In practice the cross-section is not measured as a continuous quantity, and instead is measured in a finite number of excitation energy bins. In order to ensure that the simulations match the experimental data the cross section was calculated discretely for each experimental bin, \(d{\sigma }/d{\Omega }_n\), where \({E_x}_{n}\) and \({\theta }_n\) are the excitation energy and scattering angle of the bin respectively. Additionally, the background amplitude was defined by fitting a smoothing spline to the experimental spectra which approximated the background, and sampling this at \({E_x}_n\). Finally the simulated cross-section was convoluted with the experimental resolution, and noise was added based on the experimental signal to noise ratio, in order to make the simulations as directly comparable to the measured spectra as possible.

The non-clustered energy levels were simulated by generating a set of shell-model like energy levels, known as class-I energy levels and indexed by \(\lambda _\text {I}\), characterised by ensuring that the levels adhere to the appropriate statistical distributions (described below) indicative of the shell model.

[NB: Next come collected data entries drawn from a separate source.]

//! # Batch Coordinator
//!
//! Fans one transition out over a parcel set with a fixed pool of
//! `max_in_flight` workers draining a shared queue, tracking per-item
//! success and failure independently.

use crate::cancel::CancelFlag;
use crate::config::BatchConfig;
use crate::report::{BatchOutcome, BatchReport};
use pf_02_parcel_lifecycle::ports::inbound::{ParcelLifecycleApi, TransitionRequest};
use shared_types::{OperatorId, ParcelStatus, TrackingNumber, TransitionMetadata};
use std::collections::{HashMap, HashSet, VecDeque};
use std::sync::Arc;
use tokio::sync::Mutex;
use tokio::task::JoinSet;
use tracing::{debug, info, warn};

/// Applies one transition to many parcels at once.
pub struct BatchCoordinator {
    lifecycle: Arc<dyn ParcelLifecycleApi>,
    config: BatchConfig,
}

impl BatchCoordinator {
    pub fn new(lifecycle: Arc<dyn ParcelLifecycleApi>, config: BatchConfig) -> Self {
        Self {
            lifecycle,
            config: config.sanitized(),
        }
    }

    pub fn config(&self) -> &BatchConfig {
        &self.config
    }

    /// Applies `to_status` with `shared_metadata` to every parcel in the set.
    ///
    /// Never aborts the whole batch for one failed item. The report carries
    /// per-item outcomes plus aggregate counts; `report.retryable()` is the
    /// set to re-submit.
    pub async fn apply_batch(
        &self,
        parcel_ids: HashSet<TrackingNumber>,
        to_status: ParcelStatus,
        shared_metadata: TransitionMetadata,
        operator_id: OperatorId,
        cancel: CancelFlag,
    ) -> BatchReport {
        let total = parcel_ids.len();
        debug!(total, to_status = %to_status, operator = %operator_id, "batch started");

        let queue: Arc<Mutex<VecDeque<TrackingNumber>>> =
            Arc::new(Mutex::new(parcel_ids.into_iter().collect()));
        let worker_count = self.config.max_in_flight.min(total).max(1);
        let mut workers: JoinSet<Vec<(TrackingNumber, BatchOutcome)>> = JoinSet::new();

        for _ in 0..worker_count {
            let lifecycle = self.lifecycle.clone();
            let queue = queue.clone();
            let cancel = cancel.clone();
            let metadata = shared_metadata.clone();
            let operator_id = operator_id.clone();
            let item_timeout = self.config.item_timeout;

            workers.spawn(async move {
                let mut done = Vec::new();
                loop {
                    let next = queue.lock().await.pop_front();
                    let Some(tracking_number) = next else {
                        break;
                    };

                    // A cancelled batch keeps draining the queue so every
                    // item is accounted for, but stops calling the
                    // lifecycle; in-flight items run to completion.
                    if cancel.is_cancelled() {
                        done.push((tracking_number, BatchOutcome::Cancelled));
                        continue;
                    }

                    let request = TransitionRequest::new(
                        tracking_number.clone(),
                        to_status,
                        metadata.clone(),
                        operator_id.clone(),
                    )
                    .with_timeout(item_timeout);

                    let outcome = match lifecycle.apply_transition(request).await {
                        Ok(receipt) => BatchOutcome::Updated(receipt.parcel),
                        Err(err) => BatchOutcome::Failed(err),
                    };
                    done.push((tracking_number, outcome));
                }
                done
            });
        }

        let mut outcomes = HashMap::with_capacity(total);
        while let Some(joined) = workers.join_next().await {
            match joined {
                Ok(done) => outcomes.extend(done),
                Err(err) => {
                    // A panicked worker loses its drained items; they simply
                    // stay out of the report. Should not happen.
                    warn!(error = %err, "batch worker failed to join");
                }
            }
        }

        let report = BatchReport::new(outcomes);
        info!(
            total,
            succeeded = report.succeeded(),
            failed = report.failed(),
            cancelled = report.cancelled(),
            "batch finished"
        );
        report
    }
}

The partial widths, \(\Gamma _{\lambda _\text {I} \mu }\), for each decay channel \(\mu \) were constructed to follow Porter-Thomas statistics [22] by Gaussianly distributing the reduced widths, \(\gamma _{\lambda _\text {I} \mu }\), with a mean of 0 and variance given by \(\langle \gamma ^2_{\mu } \rangle \). The partial widths are calculated from the reduced widths using

$$\begin{aligned} \Gamma _{\lambda _\text {I} \mu } = 2 P_{\mu L_{\lambda \text {I}}} \gamma _{\lambda _\text {I} \mu }^2 \, , \end{aligned}$$
(3)

where \(P_{\mu L_{\lambda \text {I}}}\) is the penetrability through the combined Coulomb and centrifugal barrier, and \(L_{\lambda _\text {I}}\) is the orbital angular momentum in channel \({\mu }\). The penetrability was calculated from the regular and irregular Coulomb wavefunctions [23].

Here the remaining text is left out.